Серро снял с языка табачную соринку:
– Вряд ли шах заинтересуется мнением безумца, которого к тому же подозревают в убийстве.
Я охотно подхватил этот разговор:
– Пока что месье Додиньи не предъявлены никакие обвинения. Я слышал, что он был яростным критиком Люпона, но в конце концов все их столкновения были исключительно академическими разногласиями. Неужели сомнительные табуреты и оттоманки стоили того, чтобы подстерегать оппонента и с двух шагов стрелять ему в грудь?
Толстое брюхо Серро заходило ходуном от смеха:
– Да вы ничего не ведаете об академических страстях, голубчик! Любой из коллекционеров и арт-дилеров в этом городе убьёт ради подлинного гарнитура Жоржа Жакоба. А Марселя вдобавок терзала жгучая зависть неудачника к баловню судьбы. Перед своей гибелью Люпон затеял ярмарку французской антикварной мебели в Нью-Йорке. Этого Додиньи и вовсе не мог допустить.
Эмиль Кремье тоскливо подтвердил:
– Выставка в Нью-Йоркском историческом обществе французской мебели эпохи Просвещения и последующая распродажа некоторых экспонатов обещали стать эпохальным событием. – По-видимому, оба запамятовали, как только что мучительно переживали отток мебели к лордам и эсквайрам. – Увы, с гибелью Люпона вся затея рухнула.
– Почему?
– Всё предприятие было завязано на его личных отношениях с мэром Нью-Йорка. – Серро углядел кого-то в публике, замахал рукой: – Камилл! Мийо! Сюда, к нам!
На зов Серро обернулся и посмотрел на нас сквозь монокль мужчина лет сорока с длинными каштановыми волосами едва не до плеч. На нём была рубашка с воротничком-бельмонт, плиссированный галстук, ловко сидящий щегольской костюм и двуцветные лоферы.

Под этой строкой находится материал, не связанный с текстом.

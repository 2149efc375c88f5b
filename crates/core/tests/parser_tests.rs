//! End-to-end parser tests over a full report sample

use cmm_report_core::{
    Axis, ElementKind, ParserOptions, ProbeSide, ReportParser, TextImporter, ToleranceValidator,
};

/// A report body covering every line form the parser understands: the
/// coordinate system block, circles (with side, diameter and statistics),
/// a reference circle, a plane and a fitted line.
const FULL_REPORT: &str = "\
測定結果報告書
品番: SHAFT-01  検査日: 2024/01/15

基本座標系 3-2-1
ﾃﾞｰﾀﾑ A 平面1
ﾃﾞｰﾀﾑ B 中心線
ﾃﾞｰﾀﾑ C 円1

円1  円(最小二乗法)  点数  (8)  内側
X-値_円1  X  12.503  12.500  0.050  0.001  0.003
Y-値_円1  Y  -3.002  3.000  0.020  0.001  -0.002
D  25.012  25.000
S=  0.004  Min=(点 3)  -0.006  Max=(点 7)  0.008  形状=  0.014

基準円2  円(最小二乗法)  点数  (12)  外側
X-値_基準円2  X  40.005  40.000  0.100  0.002  0.005
D  80.021  80.000

平面1  平面(最小二乗法)  点数  (16)
Z-値_平面1  Z  5.001  5.000  0.010  0.0005  0.001
S=  0.002  Min=(点 2)  -0.003  Max=(点 9)  0.004  形状=  0.007

中心線  直線(最小二乗法)  点数  (6)
Y-値_中心線  Y  0.004  0.000  0.030  0.001  0.004
";

fn parse_full() -> cmm_report_core::ImportResult {
    ReportParser::new().parse(FULL_REPORT)
}

mod structure_tests {
    use super::*;

    #[test]
    fn test_element_inventory_in_document_order() {
        let result = parse_full();
        assert!(result.warnings.is_empty(), "{:?}", result.warnings);

        let names: Vec<&str> = result
            .report
            .elements
            .iter()
            .map(|e| e.name.as_str())
            .collect();
        assert_eq!(names, ["円1", "基準円2", "平面1", "中心線"]);

        let kinds: Vec<ElementKind> = result.report.elements.iter().map(|e| e.kind).collect();
        assert_eq!(
            kinds,
            [
                ElementKind::Circle,
                ElementKind::Circle,
                ElementKind::Plane,
                ElementKind::Line
            ]
        );
    }

    #[test]
    fn test_circle_details() {
        let result = parse_full();
        let circle = &result.report.elements[0];
        assert_eq!(circle.point_count, Some(8));
        assert_eq!(circle.side, Some(ProbeSide::Inner));
        assert_eq!(circle.coordinates.len(), 2);

        let diameter = circle.diameter.as_ref().unwrap();
        assert_eq!(diameter.measured, 25.012);
        assert_eq!(diameter.nominal, 25.0);

        let stats = circle.statistics.as_ref().unwrap();
        assert_eq!(stats.std_dev, 0.004);
        assert_eq!(stats.form_error, 0.014);
    }

    #[test]
    fn test_reference_circle_has_outer_side() {
        let result = parse_full();
        let reference = &result.report.elements[1];
        assert_eq!(reference.name, "基準円2");
        assert_eq!(reference.side, Some(ProbeSide::Outer));
        assert!(reference.statistics.is_none());
    }

    #[test]
    fn test_coordinate_system_block() {
        let result = parse_full();
        let system = result.report.coordinate_system.as_ref().unwrap();
        assert_eq!(system.name, "基本座標系 3-2-1");
        assert_eq!(system.datums.len(), 3);
        assert!(system.datums[2].contains("円1"));
    }

    #[test]
    fn test_reading_count() {
        let result = parse_full();
        assert_eq!(result.report.reading_count(), 5);
        assert_eq!(result.stats.coordinate_readings, 5);
        assert_eq!(result.stats.elements, 4);
    }

    #[test]
    fn test_labels_keep_original_japanese() {
        let result = parse_full();
        let label = &result.report.elements[0].coordinates[0].label;
        assert_eq!(label, "X-値_円1");
    }
}

mod normalization_tests {
    use super::*;

    #[test]
    fn test_absolute_values_by_default() {
        let result = parse_full();
        let y = &result.report.elements[0].coordinates[1];
        assert_eq!(y.measured, 3.002);
        assert_eq!(y.deviation, 0.002);

        let stats = result.report.elements[0].statistics.as_ref().unwrap();
        assert_eq!(stats.min_value, 0.006);
    }

    #[test]
    fn test_signed_mode() {
        let parser = ReportParser::with_options(ParserOptions {
            absolute_values: false,
            ..ParserOptions::default()
        });
        let result = parser.parse(FULL_REPORT);
        let y = &result.report.elements[0].coordinates[1];
        assert_eq!(y.measured, -3.002);

        let stats = result.report.elements[0].statistics.as_ref().unwrap();
        assert_eq!(stats.min_value, -0.006);
    }
}

mod tolerance_tests {
    use super::*;

    #[test]
    fn test_full_report_is_within_tolerance() {
        let result = parse_full();
        let summary = ToleranceValidator::new().validate(&result.report);
        assert_eq!(summary.readings, 5);
        assert_eq!(summary.failed, 0);
        assert!(summary.is_ok());
    }

    #[test]
    fn test_out_of_band_reading_is_flagged() {
        let text = "\
平面1  平面(最小二乗法)  点数  (16)
Z-値_平面1  Z  5.020  5.000  0.010  0.0005  0.020
";
        let result = ReportParser::new().parse(text);
        let summary = ToleranceValidator::new().validate(&result.report);
        assert_eq!(summary.failed, 1);
        assert_eq!(summary.violations[0].element, "平面1");
    }
}

mod importer_tests {
    use super::*;

    #[test]
    fn test_text_importer_over_full_report() {
        let result = TextImporter::new()
            .import_bytes(FULL_REPORT.as_bytes())
            .unwrap();
        assert_eq!(result.report.elements.len(), 4);
    }

    #[test]
    fn test_text_importer_shift_jis() {
        let (encoded, _, _) = encoding_rs::SHIFT_JIS.encode(FULL_REPORT);
        let result = TextImporter::new()
            .with_encoding("shift_jis")
            .import_bytes(&encoded)
            .unwrap();
        assert_eq!(result.report.elements.len(), 4);
        assert_eq!(result.report.elements[0].name, "円1");
    }

    #[test]
    fn test_import_path_records_source() {
        let dir = tempfile::tempdir().unwrap();
        let path = dir.path().join("shaft01.txt");
        std::fs::write(&path, FULL_REPORT).unwrap();

        let result = TextImporter::new().import_path(&path).unwrap();
        assert_eq!(result.report.source.as_deref(), Some("shaft01.txt"));
    }
}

– Камилл Мийо, глава отдела декоративных искусств Лувра, большой друг покойного Ива-Рене. Доктор Ворони́н, это он пытался спасти нашего Люпона, – представил нас друг другу Годар.
У щёголя оказалось крепкое пожатие.
– Слышал о вас, – сказал я, не уточняя, что слухи о нём дошли до меня лишь в виде обвинений Додиньи.